Proprio per questo sorprende che Fennell abbia scelto una strada più trattenuta. Nel film, il lutto di Heathcliff viene messo in scena con toni più “da period drama”: lacrime, abbracci, il corpo di Catherine stretto a sé a letto. Un dolore riconoscibile, umano, ma decisamente meno disturbante di quello che Brontë aveva scolpito sulla pagina. E allora viene spontaneo chiedersi: perché tagliare il momento più folle e gotico, quello che avrebbe incarnato alla perfezione la fama della regista?
La risposta, in controluce, sembra legata a Saltburn. Fennell aveva già dichiarato di essersi ispirata proprio a Cime Tempestose per una delle sequenze più controverse del suo film del 2023: quella in cui Oliver, interpretato da Barry Keoghan, simula un rapporto sulla tomba di Felix.
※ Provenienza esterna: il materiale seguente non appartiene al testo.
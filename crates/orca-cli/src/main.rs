//! orca: interactive agent with tools and research delegation
//!
//! Usage:
//!   orca                  - Start the interactive REPL
//!   orca -e "<prompt>"    - Run one prompt and exit
//!   orca -f prompt.txt    - Run a prompt read from a file and exit
//!   orca --help           - Show help

mod cli;

use std::path::PathBuf;
use std::sync::Arc;

use anyhow::{bail, Context};
use orca_core::agents::{delegation_tools, AgentFactory};
use orca_core::{Agent, AnthropicClient, Config, ToolRegistry};
use tracing_subscriber::EnvFilter;

/// Run mode
#[derive(Debug, PartialEq)]
enum RunMode {
    Repl,
    Execute(String),
    File(PathBuf),
    Help,
    Version,
}

/// Parsed command line
#[derive(Debug, PartialEq)]
struct Args {
    mode: RunMode,
    no_tools: bool,
    max_rounds: Option<usize>,
    model: Option<String>,
    verbose: bool,
}

fn parse_args(args: impl IntoIterator<Item = String>) -> anyhow::Result<Args> {
    let mut parsed = Args {
        mode: RunMode::Repl,
        no_tools: false,
        max_rounds: None,
        model: None,
        verbose: false,
    };
    let mut args = args.into_iter();

    while let Some(arg) = args.next() {
        match arg.as_str() {
            "--execute" | "-e" => {
                let prompt = args.next().context("--execute needs a prompt")?;
                parsed.mode = RunMode::Execute(prompt);
            }
            "--file" | "-f" => {
                let path = args.next().context("--file needs a path")?;
                parsed.mode = RunMode::File(PathBuf::from(path));
            }
            "--max-rounds" => {
                let value = args.next().context("--max-rounds needs a number")?;
                let rounds = value
                    .parse()
                    .with_context(|| format!("invalid --max-rounds value: {}", value))?;
                parsed.max_rounds = Some(rounds);
            }
            "--model" => parsed.model = Some(args.next().context("--model needs a model id")?),
            "--no-tools" => parsed.no_tools = true,
            "--verbose" | "-v" => parsed.verbose = true,
            "--help" | "-h" => return Ok(Args { mode: RunMode::Help, ..parsed }),
            "--version" | "-V" => return Ok(Args { mode: RunMode::Version, ..parsed }),
            other => bail!("unknown argument: {} (see --help)", other),
        }
    }

    Ok(parsed)
}

fn print_help() {
    println!("orca - conversational agent with tools and research delegation");
    println!();
    println!("Usage:");
    println!("  orca                      Start the interactive REPL");
    println!("  orca -e, --execute <text> Run one prompt and exit");
    println!("  orca -f, --file <path>    Run the prompt in a file and exit");
    println!();
    println!("Options:");
    println!("  --model <id>              Override the model");
    println!("  --max-rounds <n>          Limit tool rounds per request");
    println!("  --no-tools                Run without any tools");
    println!("  -v, --verbose             Debug logging");
    println!("  -h, --help                Show this help message");
    println!("  -V, --version             Show version");
    println!();
    println!("Environment Variables:");
    println!("  ANTHROPIC_API_KEY         API key (or LLM_API_KEY)");
    println!("  LLM_MODEL                 Model name (default: {})", orca_core::config::DEFAULT_MODEL);
    println!("  LLM_BASE_URL              Custom API endpoint");
    println!("  ORCA_MAX_ROUNDS           Tool round budget");
    println!("  ORCA_CONTEXT_WINDOW       Context window in tokens");
    println!("  ORCA_ENABLE_CACHING       Prompt caching hints (true/false)");
    println!("  ORCA_PARALLEL_TOOLS       Run tool batches concurrently (true/false)");
    println!("  EXA_API_KEY               Exa key for web_search (DuckDuckGo otherwise)");
    println!();
    println!("Settings are also read from ./{} when present.", orca_core::config::CONFIG_FILE);
}

fn init_tracing(mode: &RunMode, verbose: bool) -> anyhow::Result<()> {
    // keep log lines from interleaving with the REPL prompt
    let level = match (verbose, mode) {
        (true, _) => "debug",
        (false, RunMode::Repl) => "warn",
        (false, _) => "info",
    };

    tracing_subscriber::fmt()
        .with_env_filter(EnvFilter::from_default_env().add_directive(level.parse()?))
        .with_writer(std::io::stderr)
        .init();
    Ok(())
}

/// Build the interactive agent from configuration
fn build_agent(config: &Config, no_tools: bool) -> anyhow::Result<Agent> {
    let client = Arc::new(AnthropicClient::new(&config.llm).context("Failed to create model client")?);
    let factory = AgentFactory::from_config(client, config);

    let tools = if no_tools {
        ToolRegistry::new()
    } else {
        let base = orca_tools::default_tools()?;
        let delegation = delegation_tools(&factory, &base);
        base.extended(delegation)?
    };
    tracing::info!(tools = ?tools.tool_names(), "Registered tools");

    Ok(factory
        .builder(&config.agent.name)
        .system_prompt(&config.agent.system_prompt)
        .tools(tools)
        .max_rounds(config.agent.max_rounds)
        .build())
}

#[tokio::main]
async fn main() -> anyhow::Result<()> {
    let args = parse_args(std::env::args().skip(1))?;

    match args.mode {
        RunMode::Help => {
            print_help();
            return Ok(());
        }
        RunMode::Version => {
            println!("orca {}", env!("CARGO_PKG_VERSION"));
            return Ok(());
        }
        _ => {}
    }

    init_tracing(&args.mode, args.verbose)?;
    dotenvy::dotenv().ok();

    let mut config = Config::load().context("Config error")?;
    if let Some(model) = args.model {
        config.model.model = model;
    }
    if args.max_rounds.is_some() {
        config.agent.max_rounds = args.max_rounds;
    }
    config.validate().context("Config error")?;

    tracing::info!(model = %config.model.model, "Starting orca");

    let mut agent = build_agent(&config, args.no_tools)?;
    agent.calibrate().await;

    match args.mode {
        RunMode::Execute(prompt) => cli::run_once(&mut agent, &prompt).await,
        RunMode::File(path) => {
            let prompt = tokio::fs::read_to_string(&path)
                .await
                .with_context(|| format!("Failed to read prompt file: {}", path.display()))?;
            cli::run_once(&mut agent, &prompt).await
        }
        _ => cli::run_repl(agent, config).await,
    }
}
//! Bounded conversation history and snapshots

mod message_history;
mod snapshot;

pub use message_history::{
    estimate_tokens, MessageHistory, TurnContent, TurnCost, MISSING_RESULT, TRUNCATION_NOTICE,
    TRUNCATION_NOTICE_TOKENS,
};
pub use snapshot::ConversationSnapshot;
//! Single-agent delegation
//!
//! [`delegate`] builds a fresh agent from an [`AgentFactory`], runs one task
//! to completion and never fails: errors are carried in the returned
//! [`SubAgentResult`]. The `agent` and `run_blocking_subagent` capabilities
//! are thin formatting layers over it.

use std::sync::Arc;
use std::time::Instant;

use async_trait::async_trait;
use serde::Deserialize;
use serde_json::Value as JsonValue;
use tracing::{info, warn};

use super::agent::StopReason;
use super::factory::AgentFactory;
use super::prompts;
use super::types::{SubAgentResult, SubAgentTask, TaskStatus};
use crate::error::Result;
use crate::tool::{parse_input, SchemaBuilder, Tool, ToolContext, ToolRegistry, ToolResult};

/// Capabilities that construct a research lead; never handed to sub-agents
pub const ORCHESTRATION_TOOLS: &[&str] = &["research_lead", "quick_research"];

/// Table for sub-agents derived from a parent table
pub fn subagent_registry(tools: &ToolRegistry) -> ToolRegistry {
    tools.without(ORCHESTRATION_TOOLS)
}

/// Run one task on a freshly built sub-agent.
///
/// The sub-agent shares the parent's files-read set; the sources it
/// collects are merged into `parent` when it finishes, even on failure.
pub async fn delegate(
    factory: &AgentFactory,
    tools: Arc<ToolRegistry>,
    task: SubAgentTask,
    parent: &ToolContext,
) -> SubAgentResult {
    let start = Instant::now();
    let context = parent.child();

    let mut model_config = factory.model_config().clone();
    if let Some(model) = &task.model {
        model_config.model = model.clone();
    }
    if let Some(temperature) = task.temperature {
        model_config.temperature = temperature;
    }
    if let Some(max_tokens) = task.max_tokens {
        model_config.max_tokens = max_tokens;
    }

    let mut agent = factory
        .builder(&task.name)
        .system_prompt(&task.system_prompt)
        .tools(tools)
        .model_config(model_config)
        .max_rounds(Some(task.max_rounds))
        .context(context.clone())
        .build();

    info!(
        task_id = task.id.as_str(),
        agent = %task.name,
        max_rounds = task.max_rounds,
        "Delegating task to sub-agent"
    );

    let outcome = agent.run(&task.instruction).await;
    let sources = context.sources();
    parent.extend_sources(sources.clone());
    let execution_time_ms = start.elapsed().as_millis() as u64;

    match outcome {
        Ok(response) => {
            let stats = agent.stats();
            let output = context.take_report().unwrap_or_else(|| response.text());
            let status = match response.stop_reason {
                StopReason::EndTurn => TaskStatus::Completed,
                StopReason::MaxRounds => TaskStatus::BudgetExhausted,
            };

            info!(
                agent = %task.name,
                rounds = response.rounds,
                tool_calls = stats.tool_calls,
                sources = sources.len(),
                elapsed_ms = execution_time_ms,
                "Sub-agent finished"
            );

            SubAgentResult {
                task_id: task.id,
                name: task.name,
                output,
                success: true,
                error: None,
                status,
                stop_reason: Some(response.stop_reason),
                rounds: response.rounds,
                input_tokens: stats.usage.total_input(),
                output_tokens: stats.usage.output_tokens,
                tool_calls: stats.tool_calls,
                sources,
                execution_time_ms,
            }
        }
        Err(e) => {
            warn!(agent = %task.name, error = %e, "Sub-agent failed");
            let mut result = SubAgentResult::failure(&task, e.to_string());
            result.tool_calls = agent.stats().tool_calls;
            result.sources = sources;
            result.execution_time_ms = execution_time_ms;
            result
        }
    }
}

/// First `max` characters of `text`, marked when cut
pub(crate) fn preview(text: &str, max: usize) -> String {
    if text.chars().count() <= max {
        text.to_string()
    } else {
        format!("{}...", text.chars().take(max).collect::<String>())
    }
}

/// Run a focused sub-agent and render its result for the model
async fn run_focused(
    factory: &AgentFactory,
    tools: Arc<ToolRegistry>,
    task: &str,
    plan: &str,
    max_rounds: usize,
    ctx: &ToolContext,
) -> ToolResult {
    let sub_task = SubAgentTask::builder(format!("Complete this task: {}", task))
        .name(format!("Sub-Agent: {}", preview(task, 30)))
        .system_prompt(prompts::focused_agent_prompt(task, plan))
        .max_rounds(max_rounds)
        .build();

    let result = delegate(factory, tools, sub_task, ctx).await;
    if result.success {
        ToolResult::success(format!(
            "Sub-agent completed task: {}\n\nResult:\n{}\n\nTool calls made: {}",
            task, result.output, result.tool_calls
        ))
    } else {
        ToolResult::error(format!("Sub-agent failed: {}", result.error_message()))
    }
}

/// `agent`: delegate a task to a focused sub-agent
pub struct AgentTool {
    factory: AgentFactory,
    tools: Arc<ToolRegistry>,
}

impl AgentTool {
    /// `tools` is the table the sub-agent receives (orchestration
    /// capabilities are removed)
    pub fn new(factory: AgentFactory, tools: &ToolRegistry) -> Self {
        Self {
            factory,
            tools: Arc::new(subagent_registry(tools)),
        }
    }
}

#[derive(Debug, Deserialize)]
struct AgentInput {
    task: String,
    #[serde(default)]
    plan: String,
    max_iterations: Option<usize>,
}

#[async_trait]
impl Tool for AgentTool {
    fn name(&self) -> &str {
        "agent"
    }

    fn description(&self) -> &str {
        "Create a sub-agent to handle a specific task independently. Use it to delegate a complex \
sub-task, search through many files, or perform a multi-step operation autonomously. The sub-agent \
has the same tools and returns a summary of its work."
    }

    fn input_schema(&self) -> JsonValue {
        SchemaBuilder::object()
            .string("task", "Clear description of what the sub-agent should accomplish", true)
            .string("plan", "Suggested approach or steps for the sub-agent to follow", false)
            .integer(
                "max_iterations",
                "Maximum number of tool rounds the sub-agent can use (default 10)",
                false,
            )
            .build()
    }

    async fn execute(&self, input: JsonValue, ctx: &ToolContext) -> Result<ToolResult> {
        let input: AgentInput = parse_input(input)?;
        let max_rounds = input
            .max_iterations
            .unwrap_or(self.factory.delegation().default_max_iterations);

        Ok(run_focused(&self.factory, Arc::clone(&self.tools), &input.task, &input.plan, max_rounds, ctx).await)
    }
}

/// `run_blocking_subagent`: one research sub-agent, run to completion
pub struct RunBlockingSubagentTool {
    factory: AgentFactory,
    tools: Arc<ToolRegistry>,
}

impl RunBlockingSubagentTool {
    pub fn new(factory: AgentFactory, tools: &ToolRegistry) -> Self {
        Self {
            factory,
            tools: Arc::new(subagent_registry(tools)),
        }
    }
}

#[derive(Debug, Deserialize)]
struct BlockingInput {
    prompt: String,
    name: Option<String>,
}

const RESEARCH_PLAN: &str = "Follow the research process to gather information and report findings";

#[async_trait]
impl Tool for RunBlockingSubagentTool {
    fn name(&self) -> &str {
        "run_blocking_subagent"
    }

    fn description(&self) -> &str {
        "Create a research subagent with a specific task and wait for its report"
    }

    fn input_schema(&self) -> JsonValue {
        SchemaBuilder::object()
            .string("prompt", "Task description for the subagent", true)
            .string("name", "Name for the subagent", false)
            .build()
    }

    async fn execute(&self, input: JsonValue, ctx: &ToolContext) -> Result<ToolResult> {
        let input: BlockingInput = parse_input(input)?;
        let max_rounds = self.factory.delegation().subagent_max_rounds;

        let mut result = run_focused(
            &self.factory,
            Arc::clone(&self.tools),
            &input.prompt,
            RESEARCH_PLAN,
            max_rounds,
            ctx,
        )
        .await;

        if let Some(name) = input.name.filter(|n| !n.is_empty()) {
            result.output = format!("[{}] {}", name, result.output);
        }
        Ok(result)
    }
}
Un’immagine che richiama la stessa idea di desiderio e perdita che si trasforma in gesto deviante, e che la regista ha collegato apertamente alla scena in cui Heathcliff scava per raggiungere la bara di Cathy. Inserire nel nuovo Cime Tempestose la versione “originale” di quel momento avrebbe rischiato di farlo apparire come un’autocopia, un déjà-vu in piena regola: ripetitivo, e soprattutto troppo vicino a un’immagine che il pubblico associa già al suo cinema recente.
Così, paradossalmente, la scena perfetta per Fennell è stata esclusa proprio perché era già diventata “fennelliana” altrove. Una scelta che spiega l’assenza e, allo stesso tempo, alimenta il dibattito: in un film presentato come una rivisitazione spinta, l’idea più sconvolgente era già nel romanzo. E forse il problema, questa volta, è stato decidere quanto spingersi senza ripetersi.